SUPPLIED DATA section start
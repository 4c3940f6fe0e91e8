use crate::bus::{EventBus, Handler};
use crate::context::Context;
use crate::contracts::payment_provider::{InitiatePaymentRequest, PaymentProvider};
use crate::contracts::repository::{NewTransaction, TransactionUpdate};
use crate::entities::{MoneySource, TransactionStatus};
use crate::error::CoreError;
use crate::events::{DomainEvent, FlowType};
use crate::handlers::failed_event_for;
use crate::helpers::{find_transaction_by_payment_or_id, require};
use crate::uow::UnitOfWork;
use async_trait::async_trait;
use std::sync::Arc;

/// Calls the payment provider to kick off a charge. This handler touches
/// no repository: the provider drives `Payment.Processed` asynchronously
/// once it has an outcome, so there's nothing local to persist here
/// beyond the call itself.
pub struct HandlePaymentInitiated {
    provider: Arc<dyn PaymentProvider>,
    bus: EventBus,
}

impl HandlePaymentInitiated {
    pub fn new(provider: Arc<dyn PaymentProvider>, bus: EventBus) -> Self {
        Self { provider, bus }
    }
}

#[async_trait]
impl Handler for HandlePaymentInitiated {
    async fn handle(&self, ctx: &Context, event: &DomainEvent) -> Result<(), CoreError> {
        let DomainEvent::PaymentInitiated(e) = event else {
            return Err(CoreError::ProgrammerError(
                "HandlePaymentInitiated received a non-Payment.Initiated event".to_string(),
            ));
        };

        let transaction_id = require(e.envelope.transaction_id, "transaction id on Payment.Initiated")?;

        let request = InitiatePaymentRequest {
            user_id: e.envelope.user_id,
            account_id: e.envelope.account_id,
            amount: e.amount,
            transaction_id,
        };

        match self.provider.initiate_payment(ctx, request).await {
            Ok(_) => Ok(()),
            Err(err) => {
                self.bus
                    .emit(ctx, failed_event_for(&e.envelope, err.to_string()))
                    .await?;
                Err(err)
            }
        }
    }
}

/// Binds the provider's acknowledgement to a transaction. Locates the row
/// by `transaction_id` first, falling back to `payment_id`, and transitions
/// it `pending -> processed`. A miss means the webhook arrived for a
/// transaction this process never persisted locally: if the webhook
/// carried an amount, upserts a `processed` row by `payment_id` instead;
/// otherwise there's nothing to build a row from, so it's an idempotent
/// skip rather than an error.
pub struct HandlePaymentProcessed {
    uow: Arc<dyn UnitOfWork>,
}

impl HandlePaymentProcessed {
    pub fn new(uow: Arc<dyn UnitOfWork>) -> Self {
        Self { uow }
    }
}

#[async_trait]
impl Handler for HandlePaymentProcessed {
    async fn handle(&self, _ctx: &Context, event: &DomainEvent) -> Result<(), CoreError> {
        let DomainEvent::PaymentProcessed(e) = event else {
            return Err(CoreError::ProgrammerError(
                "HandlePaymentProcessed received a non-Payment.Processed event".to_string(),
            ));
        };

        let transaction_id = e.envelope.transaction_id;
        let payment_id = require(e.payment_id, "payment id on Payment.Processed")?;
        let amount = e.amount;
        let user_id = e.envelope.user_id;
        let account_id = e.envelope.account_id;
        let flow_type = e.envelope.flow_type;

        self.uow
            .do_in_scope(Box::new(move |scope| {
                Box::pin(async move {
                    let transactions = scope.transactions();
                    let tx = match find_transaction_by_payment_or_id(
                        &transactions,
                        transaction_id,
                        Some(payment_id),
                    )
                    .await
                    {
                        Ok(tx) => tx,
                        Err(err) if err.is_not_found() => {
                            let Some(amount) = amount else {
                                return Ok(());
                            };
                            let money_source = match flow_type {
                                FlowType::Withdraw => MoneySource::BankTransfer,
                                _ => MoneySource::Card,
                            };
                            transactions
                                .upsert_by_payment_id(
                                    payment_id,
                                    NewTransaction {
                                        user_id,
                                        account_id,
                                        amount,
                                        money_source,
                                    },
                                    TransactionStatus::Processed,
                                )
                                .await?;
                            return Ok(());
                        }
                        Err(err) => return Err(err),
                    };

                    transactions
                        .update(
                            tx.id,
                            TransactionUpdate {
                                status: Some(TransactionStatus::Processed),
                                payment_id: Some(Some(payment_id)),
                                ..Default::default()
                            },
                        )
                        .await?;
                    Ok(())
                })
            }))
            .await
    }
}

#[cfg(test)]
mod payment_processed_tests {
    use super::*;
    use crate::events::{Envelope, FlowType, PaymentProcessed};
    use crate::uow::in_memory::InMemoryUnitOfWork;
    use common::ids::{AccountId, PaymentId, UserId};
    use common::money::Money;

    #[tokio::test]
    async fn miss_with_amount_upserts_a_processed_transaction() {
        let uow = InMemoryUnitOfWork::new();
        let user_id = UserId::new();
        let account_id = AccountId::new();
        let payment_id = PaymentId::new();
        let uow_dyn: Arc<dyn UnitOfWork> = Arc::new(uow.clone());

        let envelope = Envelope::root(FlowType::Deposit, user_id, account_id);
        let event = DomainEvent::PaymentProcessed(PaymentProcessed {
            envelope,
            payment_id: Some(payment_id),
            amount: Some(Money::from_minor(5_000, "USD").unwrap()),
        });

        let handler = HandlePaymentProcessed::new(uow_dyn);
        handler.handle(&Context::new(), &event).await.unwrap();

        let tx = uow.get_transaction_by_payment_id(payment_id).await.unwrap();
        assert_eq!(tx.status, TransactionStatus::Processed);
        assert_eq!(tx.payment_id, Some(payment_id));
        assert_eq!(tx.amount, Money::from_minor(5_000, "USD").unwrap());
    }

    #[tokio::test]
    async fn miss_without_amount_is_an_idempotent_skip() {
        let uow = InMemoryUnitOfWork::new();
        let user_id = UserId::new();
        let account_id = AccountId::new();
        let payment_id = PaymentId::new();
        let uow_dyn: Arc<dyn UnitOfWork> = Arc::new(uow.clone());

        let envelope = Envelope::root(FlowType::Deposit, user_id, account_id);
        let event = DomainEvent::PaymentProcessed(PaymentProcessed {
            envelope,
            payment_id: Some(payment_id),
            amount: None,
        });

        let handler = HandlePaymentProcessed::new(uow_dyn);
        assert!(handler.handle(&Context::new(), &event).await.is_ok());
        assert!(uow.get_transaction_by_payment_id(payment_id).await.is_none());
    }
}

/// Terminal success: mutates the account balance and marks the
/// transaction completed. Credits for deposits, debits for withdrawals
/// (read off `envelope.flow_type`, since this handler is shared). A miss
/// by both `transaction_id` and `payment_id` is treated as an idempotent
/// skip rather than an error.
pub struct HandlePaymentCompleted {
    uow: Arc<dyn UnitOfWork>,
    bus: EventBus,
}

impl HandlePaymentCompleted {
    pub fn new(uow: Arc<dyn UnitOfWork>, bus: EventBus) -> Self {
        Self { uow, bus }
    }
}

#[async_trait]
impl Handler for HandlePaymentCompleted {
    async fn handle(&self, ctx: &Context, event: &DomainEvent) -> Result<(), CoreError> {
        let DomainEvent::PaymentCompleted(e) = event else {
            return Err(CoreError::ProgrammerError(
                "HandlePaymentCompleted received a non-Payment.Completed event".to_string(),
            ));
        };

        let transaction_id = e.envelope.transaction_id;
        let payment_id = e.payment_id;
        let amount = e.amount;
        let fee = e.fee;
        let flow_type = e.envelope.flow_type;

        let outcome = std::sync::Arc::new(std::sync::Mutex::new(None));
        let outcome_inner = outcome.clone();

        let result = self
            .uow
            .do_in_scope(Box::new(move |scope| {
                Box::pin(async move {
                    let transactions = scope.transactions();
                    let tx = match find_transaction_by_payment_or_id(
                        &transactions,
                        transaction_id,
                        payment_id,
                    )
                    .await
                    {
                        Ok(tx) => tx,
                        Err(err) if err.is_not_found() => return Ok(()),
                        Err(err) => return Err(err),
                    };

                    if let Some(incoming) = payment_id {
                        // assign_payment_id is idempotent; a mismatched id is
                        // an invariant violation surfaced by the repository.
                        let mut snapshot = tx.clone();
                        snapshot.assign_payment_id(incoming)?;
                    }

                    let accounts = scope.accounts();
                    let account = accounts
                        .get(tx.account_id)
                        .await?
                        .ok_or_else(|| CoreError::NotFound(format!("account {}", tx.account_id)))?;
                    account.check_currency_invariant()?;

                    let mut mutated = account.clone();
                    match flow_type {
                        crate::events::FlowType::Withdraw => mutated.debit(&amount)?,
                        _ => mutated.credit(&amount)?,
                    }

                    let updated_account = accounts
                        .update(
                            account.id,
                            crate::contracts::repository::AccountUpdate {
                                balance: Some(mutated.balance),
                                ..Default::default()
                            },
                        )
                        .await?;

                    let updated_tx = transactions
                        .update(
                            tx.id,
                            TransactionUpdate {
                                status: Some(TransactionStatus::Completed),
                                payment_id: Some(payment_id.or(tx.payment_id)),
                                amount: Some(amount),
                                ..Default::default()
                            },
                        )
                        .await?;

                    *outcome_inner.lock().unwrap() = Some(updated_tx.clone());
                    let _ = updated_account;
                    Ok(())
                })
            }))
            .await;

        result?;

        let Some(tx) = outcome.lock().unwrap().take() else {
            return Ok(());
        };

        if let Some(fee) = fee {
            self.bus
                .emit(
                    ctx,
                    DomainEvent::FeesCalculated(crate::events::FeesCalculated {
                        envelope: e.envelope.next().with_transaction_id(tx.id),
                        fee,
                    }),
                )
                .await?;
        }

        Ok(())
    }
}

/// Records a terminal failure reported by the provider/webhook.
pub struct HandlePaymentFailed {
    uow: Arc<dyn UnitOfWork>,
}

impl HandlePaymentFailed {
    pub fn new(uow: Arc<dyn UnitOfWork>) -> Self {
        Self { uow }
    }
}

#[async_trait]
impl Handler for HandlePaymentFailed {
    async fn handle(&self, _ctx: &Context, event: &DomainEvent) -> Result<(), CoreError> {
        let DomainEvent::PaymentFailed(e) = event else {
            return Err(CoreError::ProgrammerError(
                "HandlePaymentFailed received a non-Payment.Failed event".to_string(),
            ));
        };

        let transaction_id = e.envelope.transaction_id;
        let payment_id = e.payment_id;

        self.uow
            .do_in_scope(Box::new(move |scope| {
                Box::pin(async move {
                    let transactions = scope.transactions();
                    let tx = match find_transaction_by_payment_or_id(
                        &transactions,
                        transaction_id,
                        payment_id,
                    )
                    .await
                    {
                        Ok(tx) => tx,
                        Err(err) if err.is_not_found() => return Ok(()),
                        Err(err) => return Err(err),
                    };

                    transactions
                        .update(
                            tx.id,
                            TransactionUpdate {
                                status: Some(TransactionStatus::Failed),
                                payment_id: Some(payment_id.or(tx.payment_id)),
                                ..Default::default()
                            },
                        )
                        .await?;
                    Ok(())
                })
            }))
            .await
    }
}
SUPPLIED DATA section end
SUPPLIED DATA section start
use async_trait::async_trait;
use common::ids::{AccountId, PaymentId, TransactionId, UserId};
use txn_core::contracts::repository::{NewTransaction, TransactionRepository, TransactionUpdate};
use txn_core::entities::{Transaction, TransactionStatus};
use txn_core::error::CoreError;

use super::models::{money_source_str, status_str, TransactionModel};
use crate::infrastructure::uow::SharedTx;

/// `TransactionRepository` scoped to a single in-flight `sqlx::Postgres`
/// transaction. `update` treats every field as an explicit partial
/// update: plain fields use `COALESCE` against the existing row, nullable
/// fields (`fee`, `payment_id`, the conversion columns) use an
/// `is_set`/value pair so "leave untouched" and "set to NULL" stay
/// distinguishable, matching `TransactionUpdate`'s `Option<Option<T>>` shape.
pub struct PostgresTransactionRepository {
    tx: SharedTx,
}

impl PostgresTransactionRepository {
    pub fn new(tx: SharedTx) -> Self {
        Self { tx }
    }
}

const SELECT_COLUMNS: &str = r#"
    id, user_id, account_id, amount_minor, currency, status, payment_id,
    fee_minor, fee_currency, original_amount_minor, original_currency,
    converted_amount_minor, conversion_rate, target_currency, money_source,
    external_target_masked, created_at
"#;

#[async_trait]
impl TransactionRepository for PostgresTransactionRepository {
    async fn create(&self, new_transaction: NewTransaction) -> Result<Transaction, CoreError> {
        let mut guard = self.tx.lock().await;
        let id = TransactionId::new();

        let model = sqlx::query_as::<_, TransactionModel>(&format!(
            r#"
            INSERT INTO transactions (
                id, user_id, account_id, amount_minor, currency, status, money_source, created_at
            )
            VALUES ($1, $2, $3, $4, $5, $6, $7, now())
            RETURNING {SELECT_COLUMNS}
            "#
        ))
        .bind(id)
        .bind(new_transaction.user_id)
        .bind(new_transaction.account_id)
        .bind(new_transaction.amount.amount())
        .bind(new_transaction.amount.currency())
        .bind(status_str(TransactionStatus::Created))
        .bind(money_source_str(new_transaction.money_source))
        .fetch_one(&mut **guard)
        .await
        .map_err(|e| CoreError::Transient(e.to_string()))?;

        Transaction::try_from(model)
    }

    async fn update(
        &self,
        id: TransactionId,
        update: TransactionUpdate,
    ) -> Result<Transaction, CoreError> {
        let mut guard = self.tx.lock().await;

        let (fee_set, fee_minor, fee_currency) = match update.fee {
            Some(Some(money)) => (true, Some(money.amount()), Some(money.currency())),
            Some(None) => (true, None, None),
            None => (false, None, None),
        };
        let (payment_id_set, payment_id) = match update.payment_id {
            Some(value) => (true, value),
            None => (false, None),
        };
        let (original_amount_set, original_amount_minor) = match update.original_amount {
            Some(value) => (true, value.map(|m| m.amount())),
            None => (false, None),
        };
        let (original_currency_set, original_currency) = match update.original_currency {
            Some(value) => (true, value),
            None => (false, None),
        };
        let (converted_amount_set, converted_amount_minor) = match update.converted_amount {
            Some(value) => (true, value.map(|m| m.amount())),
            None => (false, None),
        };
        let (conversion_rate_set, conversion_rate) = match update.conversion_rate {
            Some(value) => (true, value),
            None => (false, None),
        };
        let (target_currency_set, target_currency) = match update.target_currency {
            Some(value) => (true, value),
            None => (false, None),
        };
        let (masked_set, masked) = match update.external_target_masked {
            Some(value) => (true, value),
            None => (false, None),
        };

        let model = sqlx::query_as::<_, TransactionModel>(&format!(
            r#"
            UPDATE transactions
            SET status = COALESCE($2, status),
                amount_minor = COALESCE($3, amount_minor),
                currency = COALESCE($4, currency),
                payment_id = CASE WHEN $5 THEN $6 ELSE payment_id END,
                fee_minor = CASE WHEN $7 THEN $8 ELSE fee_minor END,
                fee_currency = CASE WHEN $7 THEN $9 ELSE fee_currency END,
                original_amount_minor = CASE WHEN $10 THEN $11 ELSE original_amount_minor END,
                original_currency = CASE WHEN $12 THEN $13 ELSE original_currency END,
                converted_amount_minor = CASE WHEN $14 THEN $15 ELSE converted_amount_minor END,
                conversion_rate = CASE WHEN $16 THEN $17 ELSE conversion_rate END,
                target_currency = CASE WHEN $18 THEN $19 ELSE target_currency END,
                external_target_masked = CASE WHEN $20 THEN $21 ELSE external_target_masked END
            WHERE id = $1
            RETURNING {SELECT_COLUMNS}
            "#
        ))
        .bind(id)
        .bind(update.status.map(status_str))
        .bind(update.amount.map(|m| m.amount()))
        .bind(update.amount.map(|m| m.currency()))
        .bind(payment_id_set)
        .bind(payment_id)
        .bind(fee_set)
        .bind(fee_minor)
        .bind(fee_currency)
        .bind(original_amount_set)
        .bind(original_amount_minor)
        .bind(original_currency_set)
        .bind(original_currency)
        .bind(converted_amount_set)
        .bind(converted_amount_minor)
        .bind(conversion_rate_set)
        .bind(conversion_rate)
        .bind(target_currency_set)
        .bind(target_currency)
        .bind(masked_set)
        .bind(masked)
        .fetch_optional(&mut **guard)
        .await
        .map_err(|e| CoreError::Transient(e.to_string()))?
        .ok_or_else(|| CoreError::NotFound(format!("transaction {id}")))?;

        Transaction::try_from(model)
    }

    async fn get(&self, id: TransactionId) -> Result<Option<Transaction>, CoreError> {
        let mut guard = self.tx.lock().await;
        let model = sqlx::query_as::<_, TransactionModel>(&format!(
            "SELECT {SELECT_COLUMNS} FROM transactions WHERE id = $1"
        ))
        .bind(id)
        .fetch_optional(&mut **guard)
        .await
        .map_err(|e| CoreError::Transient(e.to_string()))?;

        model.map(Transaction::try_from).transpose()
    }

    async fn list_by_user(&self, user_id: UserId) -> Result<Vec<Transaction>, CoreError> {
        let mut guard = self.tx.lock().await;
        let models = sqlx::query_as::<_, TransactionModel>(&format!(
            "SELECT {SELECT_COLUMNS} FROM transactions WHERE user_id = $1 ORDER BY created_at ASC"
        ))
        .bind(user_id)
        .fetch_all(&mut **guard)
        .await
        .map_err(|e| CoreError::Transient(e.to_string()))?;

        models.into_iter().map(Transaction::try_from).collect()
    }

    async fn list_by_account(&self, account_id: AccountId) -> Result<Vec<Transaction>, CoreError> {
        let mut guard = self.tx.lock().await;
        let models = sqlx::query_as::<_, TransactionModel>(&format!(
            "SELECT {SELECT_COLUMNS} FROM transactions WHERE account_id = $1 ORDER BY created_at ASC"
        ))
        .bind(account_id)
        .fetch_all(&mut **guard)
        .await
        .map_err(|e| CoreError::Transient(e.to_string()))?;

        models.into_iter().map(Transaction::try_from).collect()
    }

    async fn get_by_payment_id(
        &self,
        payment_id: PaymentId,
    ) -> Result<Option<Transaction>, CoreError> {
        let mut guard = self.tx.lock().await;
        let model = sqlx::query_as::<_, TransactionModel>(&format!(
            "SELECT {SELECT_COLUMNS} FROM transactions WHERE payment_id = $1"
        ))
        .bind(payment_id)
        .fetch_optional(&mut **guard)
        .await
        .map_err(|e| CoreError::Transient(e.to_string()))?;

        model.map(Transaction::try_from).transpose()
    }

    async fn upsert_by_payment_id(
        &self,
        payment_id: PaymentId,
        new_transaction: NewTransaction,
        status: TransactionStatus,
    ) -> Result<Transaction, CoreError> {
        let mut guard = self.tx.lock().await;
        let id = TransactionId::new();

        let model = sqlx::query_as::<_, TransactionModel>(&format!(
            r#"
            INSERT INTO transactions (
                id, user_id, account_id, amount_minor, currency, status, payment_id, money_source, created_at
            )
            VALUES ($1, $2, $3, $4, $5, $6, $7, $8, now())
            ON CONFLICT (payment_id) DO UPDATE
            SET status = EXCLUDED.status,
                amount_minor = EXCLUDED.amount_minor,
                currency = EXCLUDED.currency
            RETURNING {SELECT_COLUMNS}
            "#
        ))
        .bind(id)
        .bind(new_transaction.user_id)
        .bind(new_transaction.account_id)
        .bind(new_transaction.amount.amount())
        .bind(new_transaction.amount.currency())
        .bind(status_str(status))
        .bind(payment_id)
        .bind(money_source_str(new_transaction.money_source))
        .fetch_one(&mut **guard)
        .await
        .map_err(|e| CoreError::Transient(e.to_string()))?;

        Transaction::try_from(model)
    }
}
SUPPLIED DATA section end
SUPPLIED DATA section start
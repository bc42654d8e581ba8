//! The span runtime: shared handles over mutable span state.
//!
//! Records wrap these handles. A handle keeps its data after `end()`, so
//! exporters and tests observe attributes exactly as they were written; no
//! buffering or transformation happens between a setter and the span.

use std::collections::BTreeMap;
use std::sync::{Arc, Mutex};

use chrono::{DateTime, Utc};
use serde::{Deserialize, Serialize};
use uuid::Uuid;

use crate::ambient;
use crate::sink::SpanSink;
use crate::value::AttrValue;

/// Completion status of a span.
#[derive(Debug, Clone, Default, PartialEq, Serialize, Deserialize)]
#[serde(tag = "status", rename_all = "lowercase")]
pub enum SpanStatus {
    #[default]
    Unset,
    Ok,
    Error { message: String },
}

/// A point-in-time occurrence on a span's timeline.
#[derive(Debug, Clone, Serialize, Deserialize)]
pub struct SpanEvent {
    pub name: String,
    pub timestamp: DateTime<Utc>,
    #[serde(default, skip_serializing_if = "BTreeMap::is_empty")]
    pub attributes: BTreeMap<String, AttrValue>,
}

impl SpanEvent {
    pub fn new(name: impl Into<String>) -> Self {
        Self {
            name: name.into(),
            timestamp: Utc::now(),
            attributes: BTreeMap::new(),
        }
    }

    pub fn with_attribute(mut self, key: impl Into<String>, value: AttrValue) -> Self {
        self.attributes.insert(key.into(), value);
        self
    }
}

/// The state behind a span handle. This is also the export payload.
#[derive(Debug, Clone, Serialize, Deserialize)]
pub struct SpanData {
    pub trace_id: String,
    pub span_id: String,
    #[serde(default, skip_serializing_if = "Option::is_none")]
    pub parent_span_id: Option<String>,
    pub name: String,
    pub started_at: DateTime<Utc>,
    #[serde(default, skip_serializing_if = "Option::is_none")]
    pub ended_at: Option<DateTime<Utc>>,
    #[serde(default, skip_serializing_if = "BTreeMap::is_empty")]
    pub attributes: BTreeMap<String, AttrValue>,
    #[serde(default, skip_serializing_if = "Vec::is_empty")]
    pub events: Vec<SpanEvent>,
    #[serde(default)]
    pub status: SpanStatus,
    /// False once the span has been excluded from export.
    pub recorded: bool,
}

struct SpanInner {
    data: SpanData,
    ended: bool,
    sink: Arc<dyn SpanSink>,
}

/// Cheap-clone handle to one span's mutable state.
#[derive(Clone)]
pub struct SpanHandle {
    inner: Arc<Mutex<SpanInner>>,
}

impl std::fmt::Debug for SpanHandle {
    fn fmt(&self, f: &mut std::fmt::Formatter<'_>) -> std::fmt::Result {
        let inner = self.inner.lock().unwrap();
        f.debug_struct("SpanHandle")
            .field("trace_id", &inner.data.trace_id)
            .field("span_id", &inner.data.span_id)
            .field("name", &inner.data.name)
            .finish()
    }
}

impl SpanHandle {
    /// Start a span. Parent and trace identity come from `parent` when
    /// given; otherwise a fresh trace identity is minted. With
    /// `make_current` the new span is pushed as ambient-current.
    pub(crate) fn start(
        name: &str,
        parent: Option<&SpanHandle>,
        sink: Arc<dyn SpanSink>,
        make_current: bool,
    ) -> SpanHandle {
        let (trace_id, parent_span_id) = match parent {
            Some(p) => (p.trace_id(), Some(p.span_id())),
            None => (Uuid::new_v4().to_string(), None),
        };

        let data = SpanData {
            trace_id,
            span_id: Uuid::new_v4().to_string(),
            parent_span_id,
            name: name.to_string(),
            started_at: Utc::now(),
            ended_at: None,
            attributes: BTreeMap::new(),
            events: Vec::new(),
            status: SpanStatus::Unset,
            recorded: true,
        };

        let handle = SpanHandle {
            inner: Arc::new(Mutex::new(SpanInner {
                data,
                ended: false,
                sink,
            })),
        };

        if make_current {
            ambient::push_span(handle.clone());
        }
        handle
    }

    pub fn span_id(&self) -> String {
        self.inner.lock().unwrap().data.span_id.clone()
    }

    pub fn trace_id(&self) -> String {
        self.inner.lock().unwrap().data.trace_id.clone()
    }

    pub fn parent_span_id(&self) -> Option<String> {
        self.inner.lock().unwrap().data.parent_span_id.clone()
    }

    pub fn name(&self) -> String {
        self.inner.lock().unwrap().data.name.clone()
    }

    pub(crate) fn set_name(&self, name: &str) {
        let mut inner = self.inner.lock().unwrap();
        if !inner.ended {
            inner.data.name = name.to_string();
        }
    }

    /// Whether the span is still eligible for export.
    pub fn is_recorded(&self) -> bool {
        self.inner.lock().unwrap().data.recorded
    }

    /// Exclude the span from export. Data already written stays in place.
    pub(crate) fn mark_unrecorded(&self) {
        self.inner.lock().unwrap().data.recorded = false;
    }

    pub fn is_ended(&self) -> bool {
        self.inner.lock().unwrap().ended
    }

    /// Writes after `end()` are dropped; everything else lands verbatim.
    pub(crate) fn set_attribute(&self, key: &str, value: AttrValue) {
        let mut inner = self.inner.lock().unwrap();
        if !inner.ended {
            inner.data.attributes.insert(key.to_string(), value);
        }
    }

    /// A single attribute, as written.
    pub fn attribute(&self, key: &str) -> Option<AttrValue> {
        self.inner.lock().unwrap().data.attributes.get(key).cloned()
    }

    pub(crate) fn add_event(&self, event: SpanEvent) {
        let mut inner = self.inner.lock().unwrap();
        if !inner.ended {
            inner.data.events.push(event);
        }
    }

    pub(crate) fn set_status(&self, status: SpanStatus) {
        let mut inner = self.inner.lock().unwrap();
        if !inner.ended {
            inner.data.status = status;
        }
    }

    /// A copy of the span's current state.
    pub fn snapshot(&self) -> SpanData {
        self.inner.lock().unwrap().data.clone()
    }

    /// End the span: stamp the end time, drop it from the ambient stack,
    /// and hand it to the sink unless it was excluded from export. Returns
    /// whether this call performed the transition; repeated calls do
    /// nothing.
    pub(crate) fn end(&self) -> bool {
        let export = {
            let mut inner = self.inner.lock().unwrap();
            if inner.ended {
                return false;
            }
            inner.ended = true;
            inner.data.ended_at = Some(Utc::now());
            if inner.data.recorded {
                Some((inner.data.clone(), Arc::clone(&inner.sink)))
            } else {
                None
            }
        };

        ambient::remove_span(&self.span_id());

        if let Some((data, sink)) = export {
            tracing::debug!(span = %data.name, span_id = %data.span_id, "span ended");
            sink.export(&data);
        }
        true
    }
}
SUPPLIED DATA section end
» REQUIRED WORK: Output should match, line for line, the stretch of the material above from the line holding "repository 4c3940f6fe0e91e8" through the line holding "This handler touches".

» WRITTEN REPLY:
repository 4c3940f6fe0e91e8
use crate::bus::{EventBus, Handler};
use crate::context::Context;
use crate::contracts::payment_provider::{InitiatePaymentRequest, PaymentProvider};
use crate::contracts::repository::{NewTransaction, TransactionUpdate};
use crate::entities::{MoneySource, TransactionStatus};
use crate::error::CoreError;
use crate::events::{DomainEvent, FlowType};
use crate::handlers::failed_event_for;
use crate::helpers::{find_transaction_by_payment_or_id, require};
use crate::uow::UnitOfWork;
use async_trait::async_trait;
use std::sync::Arc;

/// Calls the payment provider to kick off a charge. This handler touches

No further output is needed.